How can it see that when the coup came, when our democratic dreams of 2019 were dashed by the Sudanese military in 2021, we continued to fight? That it was the international community that legitimized the rule of power-hungry men in their own self-interest? That we were silenced, our dreams for democracy used to strangle our very being?

How can it begin to imagine our resistance, our livelihoods, our smiles, our power, our kindness?

The answer is that on the international stage, Sudan does not matter.

We are not just disposable — we are a nuisance. It feels like our diverse and beautiful population of 46 million people is written off as inconvenient, standing between the Western world and untapped natural resources. It feels as though the success of the international community can be equated with our extinction. Our inescapable reality was a controlled detonation waiting to go off to the nations of the West, a pressure cooker where the lives of the 16,000 American citizens who remain in Sudan are not deemed a priority, it seems, because of the otherness — the Blackness — of the Sudanese people.

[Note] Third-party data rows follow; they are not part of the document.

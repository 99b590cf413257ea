#![recursion_limit = "256"]

#[cfg(feature = "ssr")]
#[tokio::main]
async fn main() {
    use axum::Router;
    use leptos::logging::log;
    use leptos::prelude::*;
    use leptos_axum::{generate_route_list, LeptosRoutes};
    use portfolio_site::app::*;

    let conf = get_configuration(None).expect("Should be able to read leptos configuration");
    let addr = conf.leptos_options.site_addr;
    let leptos_options = conf.leptos_options;
    let routes = generate_route_list(App);

    let app = Router::new()
        .leptos_routes(&leptos_options, routes, {
            let leptos_options = leptos_options.clone();
            move || shell(leptos_options.clone())
        })
        .fallback(leptos_axum::file_and_error_handler(shell))
        .with_state(leptos_options);

    log!("listening on http://{}", &addr);
    let listener = tokio::net::TcpListener::bind(&addr)
        .await
        .expect("Should be able to bind site address");
    axum::serve(listener, app.into_make_service())
        .await
        .expect("Server should run until shutdown");
}

#[cfg(not(feature = "ssr"))]
pub fn main() {
    // no client-side main function
    // see lib.rs for hydration function instead
}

And so, I question how it is possible that I entered college four years ago having been a part of the successful Sudanese democratic revolution, proud to inject my nation in the academic and political discussions here — yet I leave with a nation in tatters, and depart from a university that could not have done less to help.

Yet I will continue to fight and advocate and fundraise for Sudan. The international community may have written us off, but I guarantee you we will fight for survival with our very last breath. Sudan is deserving of freedom. Of peace. Of justice. Of life.

Reem K. Ali ’23 is a Government concentrator in Leverett House.